Package com.espacogeek.geek.config

Class JwtConfig

java.lang.Object
com.espacogeek.geek.config.JwtConfig
@Component public class JwtConfig extends Object
JWT configuration and helper methods for token generation and validation.

  • Constructor Details

    • JwtConfig

      public JwtConfig()

  • Method Details

    • generateAccessToken

      public String generateAccessToken(UserModel user)
      Generate a short-lived access token (15 min by default) for the given user. The token carries type=access and is intended to be returned in the JSON payload.
      Parameters:
      user - the authenticated user
      Returns:
      compact JWT string

    • generateRefreshToken

      public String generateRefreshToken(UserModel user)
      Generate a long-lived refresh token (7 days by default) for the given user. The token carries type=refresh and is stored in the database; it is delivered to the client via an HttpOnly cookie named refreshToken.
      Parameters:
      user - the authenticated user
      Returns:
      compact JWT string

    • generateToken

      public String generateToken(UserModel user)
      Generate a signed JWT access token for the given user. Delegates to generateAccessToken(UserModel). Retained for backward compatibility with test code that calls this method directly.
      Parameters:
      user - the authenticated user
      Returns:
      compact JWT string

    • validate

      public io.jsonwebtoken.Claims validate(String token)
      Validate a token and return its claims if valid.
      Parameters:
      token - JWT string
      Returns:
      claims or null if invalid

    • isValid

      public boolean isValid(String token)
      Checks if a token is valid.

    • refreshTokenCookieName

      public String refreshTokenCookieName()
      Get the name of the refresh token HttpOnly cookie.
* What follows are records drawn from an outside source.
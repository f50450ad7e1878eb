#![windows_subsystem = "windows"]
//! POS Storefront - Main entry point

use mimalloc::MiMalloc;

#[global_allocator]
static GLOBAL: MiMalloc = MiMalloc;

mod api;
mod app;
mod constants;
mod error;
mod settings;
mod theme;
mod types;
mod ui;
mod utils;

use app::App;
use constants::*;
use eframe::egui;
use error::AppError;
use tracing::{error, info};
use utils::get_data_dir;

/// Initialize file logging. Returns a guard that must be held for the app lifetime.
fn init_logging(data_dir: &std::path::Path) -> tracing_appender::non_blocking::WorkerGuard {
    use tracing_subscriber::{fmt, EnvFilter, prelude::*};

    let logs_dir = data_dir.join("logs");
    std::fs::create_dir_all(&logs_dir).ok();

    let file_appender = tracing_appender::rolling::daily(&logs_dir, "pos-storefront.log");
    let (non_blocking, guard) = tracing_appender::non_blocking(file_appender);

    let env_filter = EnvFilter::try_from_default_env()
        .unwrap_or_else(|_| EnvFilter::new("info,pos_storefront=debug"));

    tracing_subscriber::registry()
        .with(env_filter)
        .with(
            fmt::layer()
                .with_writer(non_blocking)
                .with_ansi(false)
                .with_target(true)
                .with_thread_ids(false)
                .with_file(true)
                .with_line_number(true),
        )
        .init();

    guard
}

fn main() -> Result<(), AppError> {
    let data_dir = get_data_dir();
    std::fs::create_dir_all(&data_dir).ok();

    // Initialize logging - guard must live for entire app lifetime
    let _log_guard = init_logging(&data_dir);

    info!(version = APP_VERSION, "POS Storefront starting");

    let runtime = tokio::runtime::Builder::new_multi_thread()
        .enable_all()
        .thread_name("pos-http")
        .build()
        .inspect_err(|e| error!(error = %e, "Failed to start async runtime"))?;

    // Load saved window position/size
    let settings = settings::Settings::load(&data_dir);
    let win_pos = match (settings.window_x, settings.window_y) {
        (Some(x), Some(y)) => Some(egui::pos2(x, y)),
        _ => None,
    };
    let win_size = match (settings.window_w, settings.window_h) {
        (Some(w), Some(h)) => Some(egui::vec2(w, h)),
        _ => None,
    };

    let mut viewport = egui::ViewportBuilder::default()
        .with_inner_size(win_size.unwrap_or(theme::WINDOW_SIZE.into()))
        .with_min_inner_size(theme::WINDOW_MIN_SIZE)
        .with_title(APP_NAME);

    if let Some(pos) = win_pos {
        viewport = viewport.with_position(pos);
    }

    let options = eframe::NativeOptions {
        viewport,
        ..Default::default()
    };

    eframe::run_native(
        APP_NAME,
        options,
        Box::new(move |cc| Ok(Box::new(App::new(cc, settings, runtime, data_dir)))),
    )
    .inspect_err(|e| error!(error = %e, "Window system error"))?;

    info!("POS Storefront exited");
    Ok(())
}

// ============================================================================
// MAIN UPDATE LOOP
// ============================================================================

impl eframe::App for App {
    fn update(&mut self, ctx: &egui::Context, _frame: &mut eframe::Frame) {
        // Nothing is drawn until the window has painted once
        if !self.begin_frame() {
            ctx.request_repaint();
            return;
        }

        // Track window position/size for saving on exit
        ctx.input(|i| {
            if let Some(rect) = i.viewport().outer_rect {
                self.window_pos = Some(rect.min);
            }
            if let Some(rect) = i.viewport().inner_rect {
                self.window_size = Some(rect.size());
            }
        });

        // Center window on first launch
        if self.needs_center {
            self.needs_center = false;
            if let Some(cmd) = egui::ViewportCommand::center_on_screen(ctx) {
                ctx.send_viewport_cmd(cmd);
            }
        }

        // Apply results from finished requests
        self.poll_outcomes();

        self.render_alert(ctx);

        egui::CentralPanel::default()
            .frame(
                egui::Frame::new()
                    .fill(theme::BG_BASE)
                    .inner_margin(egui::Margin::same(theme::SPACING_XL as i8)),
            )
            .show(ctx, |ui| {
                egui::ScrollArea::vertical()
                    .auto_shrink([false, false])
                    .show(ui, |ui| {
                        self.render_storefront(ctx, ui);
                    });
            });
    }

    fn on_exit(&mut self, _gl: Option<&eframe::glow::Context>) {
        info!("Application shutting down");
        self.save_settings();
    }
}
    • buildRefreshTokenCookie

      public org.springframework.http.ResponseCookie buildRefreshTokenCookie(String token, jakarta.servlet.http.HttpServletRequest request)
      Build the HttpOnly refreshToken Set-Cookie using the request for SameSite/Secure detection. The cookie is scoped to Path=/ so it is sent to the server on every request, but since only the refreshToken mutation reads it, it is safe.

    • clearRefreshTokenCookie

      public org.springframework.http.ResponseCookie clearRefreshTokenCookie(jakarta.servlet.http.HttpServletRequest request)
      Clear the HttpOnly refreshToken cookie.

    • buildRefreshTokenCookie

      public org.springframework.http.ResponseCookie buildRefreshTokenCookie(String token, String originHeader, URI serverUri)
      Build the HttpOnly refreshToken Set-Cookie using Origin/server URI for SameSite/Secure detection. Used by GraphQlCookieInterceptor which has access to the WebGraphQlRequest headers and URI but not to the raw HttpServletRequest.

    • clearRefreshTokenCookie

      public org.springframework.http.ResponseCookie clearRefreshTokenCookie(String originHeader, URI serverUri)
      Clear the HttpOnly refreshToken cookie using Origin/server URI for SameSite/Secure detection.